[[ INPUT MATERIAL, beginning ]]

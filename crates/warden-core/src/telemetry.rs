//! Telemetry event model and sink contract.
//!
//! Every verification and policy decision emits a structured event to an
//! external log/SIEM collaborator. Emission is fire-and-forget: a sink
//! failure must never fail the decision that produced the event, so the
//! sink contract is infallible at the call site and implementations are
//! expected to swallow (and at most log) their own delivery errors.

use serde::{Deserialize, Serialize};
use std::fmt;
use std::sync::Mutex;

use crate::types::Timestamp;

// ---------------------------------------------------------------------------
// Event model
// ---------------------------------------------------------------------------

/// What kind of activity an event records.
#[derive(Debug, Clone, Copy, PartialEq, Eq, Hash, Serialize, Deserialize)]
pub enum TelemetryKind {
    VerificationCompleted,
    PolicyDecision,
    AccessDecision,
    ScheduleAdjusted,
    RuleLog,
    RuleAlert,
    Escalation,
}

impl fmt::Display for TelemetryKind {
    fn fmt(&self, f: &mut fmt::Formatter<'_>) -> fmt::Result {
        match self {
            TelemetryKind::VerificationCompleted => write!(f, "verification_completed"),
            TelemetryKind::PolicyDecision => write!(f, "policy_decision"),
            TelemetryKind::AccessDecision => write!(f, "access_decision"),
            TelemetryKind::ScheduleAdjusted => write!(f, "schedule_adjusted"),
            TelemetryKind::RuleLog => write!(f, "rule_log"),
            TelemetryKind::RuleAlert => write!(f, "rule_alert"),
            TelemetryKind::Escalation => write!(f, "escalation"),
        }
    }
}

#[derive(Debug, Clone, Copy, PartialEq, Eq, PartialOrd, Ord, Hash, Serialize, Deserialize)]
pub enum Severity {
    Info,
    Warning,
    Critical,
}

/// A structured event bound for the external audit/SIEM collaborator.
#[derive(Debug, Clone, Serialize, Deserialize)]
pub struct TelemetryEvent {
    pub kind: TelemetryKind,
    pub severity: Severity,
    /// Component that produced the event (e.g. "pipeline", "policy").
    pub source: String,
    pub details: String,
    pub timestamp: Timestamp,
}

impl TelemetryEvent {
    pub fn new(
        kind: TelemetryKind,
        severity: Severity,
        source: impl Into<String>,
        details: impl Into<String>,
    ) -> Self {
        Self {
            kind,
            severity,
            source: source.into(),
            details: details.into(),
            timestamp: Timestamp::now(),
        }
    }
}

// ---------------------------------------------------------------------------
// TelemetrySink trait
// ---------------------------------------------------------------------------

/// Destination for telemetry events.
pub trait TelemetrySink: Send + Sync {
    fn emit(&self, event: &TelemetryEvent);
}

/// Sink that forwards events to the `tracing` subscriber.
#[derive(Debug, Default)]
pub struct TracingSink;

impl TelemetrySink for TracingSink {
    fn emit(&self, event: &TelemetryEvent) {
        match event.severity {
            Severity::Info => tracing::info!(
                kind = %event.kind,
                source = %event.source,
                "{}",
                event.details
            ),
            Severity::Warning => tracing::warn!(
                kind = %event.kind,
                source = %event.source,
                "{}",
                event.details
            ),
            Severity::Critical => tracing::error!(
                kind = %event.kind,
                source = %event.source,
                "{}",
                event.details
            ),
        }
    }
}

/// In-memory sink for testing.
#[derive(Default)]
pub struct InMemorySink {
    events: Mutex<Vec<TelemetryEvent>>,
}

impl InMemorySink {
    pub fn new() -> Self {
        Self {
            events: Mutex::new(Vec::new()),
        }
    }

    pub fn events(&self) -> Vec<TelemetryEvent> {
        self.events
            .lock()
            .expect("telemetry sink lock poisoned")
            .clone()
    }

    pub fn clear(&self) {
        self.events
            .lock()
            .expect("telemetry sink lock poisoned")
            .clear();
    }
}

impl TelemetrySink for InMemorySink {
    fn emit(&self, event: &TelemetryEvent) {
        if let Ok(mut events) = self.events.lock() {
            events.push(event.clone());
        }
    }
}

[[ INPUT MATERIAL, end ]]

### DESCRIPTION OF THE TASK
Line by line, retype all of the records exactly.

### RESULT OF THE EXERCISE
filename crates/warden-core/src/telemetry.rs
//! Telemetry event model and sink contract.
//!
//! Every verification and policy decision emits a structured event to an
//! external log/SIEM collaborator. Emission is fire-and-forget: a sink
//! failure must never fail the decision that produced the event, so the
//! sink contract is infallible at the call site and implementations are
//! expected to swallow (and at most log) their own delivery errors.

use serde::{Deserialize, Serialize};
use std::fmt;
use std::sync::Mutex;

use crate::types::Timestamp;

// ---------------------------------------------------------------------------
// Event model
// ---------------------------------------------------------------------------

/// What kind of activity an event records.
#[derive(Debug, Clone, Copy, PartialEq, Eq, Hash, Serialize, Deserialize)]
pub enum TelemetryKind {
    VerificationCompleted,
    PolicyDecision,
    AccessDecision,
    ScheduleAdjusted,
    RuleLog,
    RuleAlert,
    Escalation,
}

impl fmt::Display for TelemetryKind {
    fn fmt(&self, f: &mut fmt::Formatter<'_>) -> fmt::Result {
        match self {
            TelemetryKind::VerificationCompleted => write!(f, "verification_completed"),
            TelemetryKind::PolicyDecision => write!(f, "policy_decision"),
            TelemetryKind::AccessDecision => write!(f, "access_decision"),
            TelemetryKind::ScheduleAdjusted => write!(f, "schedule_adjusted"),
            TelemetryKind::RuleLog => write!(f, "rule_log"),
            TelemetryKind::RuleAlert => write!(f, "rule_alert"),
            TelemetryKind::Escalation => write!(f, "escalation"),
        }
    }
}

#[derive(Debug, Clone, Copy, PartialEq, Eq, PartialOrd, Ord, Hash, Serialize, Deserialize)]
pub enum Severity {
    Info,
    Warning,
    Critical,
}

/// A structured event bound for the external audit/SIEM collaborator.
#[derive(Debug, Clone, Serialize, Deserialize)]
pub struct TelemetryEvent {
    pub kind: TelemetryKind,
    pub severity: Severity,
    /// Component that produced the event (e.g. "pipeline", "policy").
    pub source: String,
    pub details: String,
    pub timestamp: Timestamp,
}

impl TelemetryEvent {
    pub fn new(
        kind: TelemetryKind,
        severity: Severity,
        source: impl Into<String>,
        details: impl Into<String>,
    ) -> Self {
        Self {
            kind,
            severity,
            source: source.into(),
            details: details.into(),
            timestamp: Timestamp::now(),
        }
    }
}

// ---------------------------------------------------------------------------
// TelemetrySink trait
// ---------------------------------------------------------------------------

/// Destination for telemetry events.
pub trait TelemetrySink: Send + Sync {
    fn emit(&self, event: &TelemetryEvent);
}

/// Sink that forwards events to the `tracing` subscriber.
#[derive(Debug, Default)]
pub struct TracingSink;

impl TelemetrySink for TracingSink {
    fn emit(&self, event: &TelemetryEvent) {
        match event.severity {
            Severity::Info => tracing::info!(
                kind = %event.kind,
                source = %event.source,
                "{}",
                event.details
            ),
            Severity::Warning => tracing::warn!(
                kind = %event.kind,
                source = %event.source,
                "{}",
                event.details
            ),
            Severity::Critical => tracing::error!(
                kind = %event.kind,
                source = %event.source,
                "{}",
                event.details
            ),
        }
    }
}

/// In-memory sink for testing.
#[derive(Default)]
pub struct InMemorySink {
    events: Mutex<Vec<TelemetryEvent>>,
}

impl InMemorySink {
    pub fn new() -> Self {
        Self {
            events: Mutex::new(Vec::new()),
        }
    }

    pub fn events(&self) -> Vec<TelemetryEvent> {
        self.events
            .lock()
            .expect("telemetry sink lock poisoned")
            .clone()
    }

    pub fn clear(&self) {
        self.events
            .lock()
            .expect("telemetry sink lock poisoned")
            .clear();
    }
}

impl TelemetrySink for InMemorySink {
    fn emit(&self, event: &TelemetryEvent) {
        if let Ok(mut events) = self.events.lock() {
            events.push(event.clone());
        }
    }
}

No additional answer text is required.